The task — Transcribe the lines from the start of the data below through the line with "in writing, software", word for word and nothing more.
# # # # #
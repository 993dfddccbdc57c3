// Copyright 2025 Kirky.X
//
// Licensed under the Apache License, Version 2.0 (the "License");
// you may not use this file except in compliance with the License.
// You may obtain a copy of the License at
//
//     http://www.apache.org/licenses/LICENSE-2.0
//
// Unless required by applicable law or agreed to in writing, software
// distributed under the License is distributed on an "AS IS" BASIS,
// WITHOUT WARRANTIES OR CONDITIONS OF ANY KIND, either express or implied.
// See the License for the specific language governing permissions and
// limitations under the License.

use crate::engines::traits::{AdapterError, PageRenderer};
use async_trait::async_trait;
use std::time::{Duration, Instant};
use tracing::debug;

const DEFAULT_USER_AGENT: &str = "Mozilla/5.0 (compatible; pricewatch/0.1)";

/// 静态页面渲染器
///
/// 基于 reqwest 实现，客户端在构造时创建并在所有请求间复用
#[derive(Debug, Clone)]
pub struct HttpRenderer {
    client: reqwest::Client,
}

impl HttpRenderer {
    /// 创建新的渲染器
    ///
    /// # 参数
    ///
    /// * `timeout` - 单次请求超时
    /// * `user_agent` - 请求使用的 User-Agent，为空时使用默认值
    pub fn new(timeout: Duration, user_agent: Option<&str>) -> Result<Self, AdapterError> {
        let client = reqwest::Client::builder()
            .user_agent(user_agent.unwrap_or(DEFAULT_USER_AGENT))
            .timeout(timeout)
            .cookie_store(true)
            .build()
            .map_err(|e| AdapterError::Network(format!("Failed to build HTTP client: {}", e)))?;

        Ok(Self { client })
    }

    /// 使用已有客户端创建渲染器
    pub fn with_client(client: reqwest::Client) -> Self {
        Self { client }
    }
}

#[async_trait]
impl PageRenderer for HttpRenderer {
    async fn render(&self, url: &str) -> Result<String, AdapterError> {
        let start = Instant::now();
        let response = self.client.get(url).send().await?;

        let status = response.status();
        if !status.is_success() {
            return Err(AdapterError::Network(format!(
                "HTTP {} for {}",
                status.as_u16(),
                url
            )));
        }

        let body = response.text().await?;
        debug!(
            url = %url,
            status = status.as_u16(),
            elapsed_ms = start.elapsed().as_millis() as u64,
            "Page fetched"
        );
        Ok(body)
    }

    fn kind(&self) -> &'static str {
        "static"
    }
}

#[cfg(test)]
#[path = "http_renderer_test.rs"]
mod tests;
# # # # #
Result —
repository 993dfddccbdc57c3
// Copyright 2025 Kirky.X
//
// Licensed under the Apache License, Version 2.0 (the "License");
// you may not use this file except in compliance with the License.
// You may obtain a copy of the License at
//
//     http://www.apache.org/licenses/LICENSE-2.0
//
// Unless required by applicable law or agreed to in writing, software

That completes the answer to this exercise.